-- Opening Marker --

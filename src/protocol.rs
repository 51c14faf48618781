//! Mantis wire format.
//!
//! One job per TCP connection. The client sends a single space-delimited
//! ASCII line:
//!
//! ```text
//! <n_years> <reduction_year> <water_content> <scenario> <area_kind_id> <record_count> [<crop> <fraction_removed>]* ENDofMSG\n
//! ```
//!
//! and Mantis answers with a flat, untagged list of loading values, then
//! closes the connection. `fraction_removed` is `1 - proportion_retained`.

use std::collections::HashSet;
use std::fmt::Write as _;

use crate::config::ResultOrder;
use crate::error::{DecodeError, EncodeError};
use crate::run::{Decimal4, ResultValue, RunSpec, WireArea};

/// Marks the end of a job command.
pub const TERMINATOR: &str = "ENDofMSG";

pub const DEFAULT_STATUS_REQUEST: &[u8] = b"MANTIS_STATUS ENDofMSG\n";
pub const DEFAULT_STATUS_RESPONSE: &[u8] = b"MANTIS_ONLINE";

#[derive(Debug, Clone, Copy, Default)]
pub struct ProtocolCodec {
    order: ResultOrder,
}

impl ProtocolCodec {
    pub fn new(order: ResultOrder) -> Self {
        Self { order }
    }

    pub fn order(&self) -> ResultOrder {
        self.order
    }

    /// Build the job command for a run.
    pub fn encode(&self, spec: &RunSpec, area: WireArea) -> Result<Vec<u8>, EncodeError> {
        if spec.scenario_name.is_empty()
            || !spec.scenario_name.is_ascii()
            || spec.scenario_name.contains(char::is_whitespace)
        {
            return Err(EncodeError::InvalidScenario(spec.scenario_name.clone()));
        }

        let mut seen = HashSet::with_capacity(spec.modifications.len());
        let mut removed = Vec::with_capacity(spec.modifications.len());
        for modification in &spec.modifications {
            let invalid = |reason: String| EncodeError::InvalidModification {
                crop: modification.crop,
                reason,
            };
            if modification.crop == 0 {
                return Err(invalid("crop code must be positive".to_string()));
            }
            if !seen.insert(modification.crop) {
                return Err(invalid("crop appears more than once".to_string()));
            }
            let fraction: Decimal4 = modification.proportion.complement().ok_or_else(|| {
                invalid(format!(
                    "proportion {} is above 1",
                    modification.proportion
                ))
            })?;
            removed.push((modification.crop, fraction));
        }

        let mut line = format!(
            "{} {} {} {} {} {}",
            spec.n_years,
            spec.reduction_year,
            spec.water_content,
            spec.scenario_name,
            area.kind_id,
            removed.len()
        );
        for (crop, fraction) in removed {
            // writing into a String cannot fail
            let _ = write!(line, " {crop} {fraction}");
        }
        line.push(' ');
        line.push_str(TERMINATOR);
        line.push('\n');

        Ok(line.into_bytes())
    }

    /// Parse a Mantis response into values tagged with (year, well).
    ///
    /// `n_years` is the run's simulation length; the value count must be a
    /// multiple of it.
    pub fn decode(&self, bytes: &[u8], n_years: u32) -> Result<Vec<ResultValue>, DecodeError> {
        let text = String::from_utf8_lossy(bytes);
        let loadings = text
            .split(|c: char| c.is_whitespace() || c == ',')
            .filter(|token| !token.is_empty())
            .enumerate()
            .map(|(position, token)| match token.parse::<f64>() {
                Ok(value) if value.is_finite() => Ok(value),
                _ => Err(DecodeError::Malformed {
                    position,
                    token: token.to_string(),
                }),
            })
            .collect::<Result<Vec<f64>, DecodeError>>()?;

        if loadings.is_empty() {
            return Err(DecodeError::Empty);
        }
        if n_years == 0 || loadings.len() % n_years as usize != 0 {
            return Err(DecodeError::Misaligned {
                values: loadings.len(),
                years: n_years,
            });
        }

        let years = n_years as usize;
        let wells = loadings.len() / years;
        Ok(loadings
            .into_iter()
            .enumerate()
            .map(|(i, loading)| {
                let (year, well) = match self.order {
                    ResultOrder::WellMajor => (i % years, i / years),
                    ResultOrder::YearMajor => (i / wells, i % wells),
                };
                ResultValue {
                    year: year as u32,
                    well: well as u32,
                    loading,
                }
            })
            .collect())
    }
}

-- Closing Marker --

## AIM OF THE EXERCISE
Within the material above, copy exactly the lines from the line that holds "removed.push((modification.crop, fraction));" up to and including the line that holds "count must be a".

## ANSWER SPACE
            removed.push((modification.crop, fraction));
        }

        let mut line = format!(
            "{} {} {} {} {} {}",
            spec.n_years,
            spec.reduction_year,
            spec.water_content,
            spec.scenario_name,
            area.kind_id,
            removed.len()
        );
        for (crop, fraction) in removed {
            // writing into a String cannot fail
            let _ = write!(line, " {crop} {fraction}");
        }
        line.push(' ');
        line.push_str(TERMINATOR);
        line.push('\n');

        Ok(line.into_bytes())
    }

    /// Parse a Mantis response into values tagged with (year, well).
    ///
    /// `n_years` is the run's simulation length; the value count must be a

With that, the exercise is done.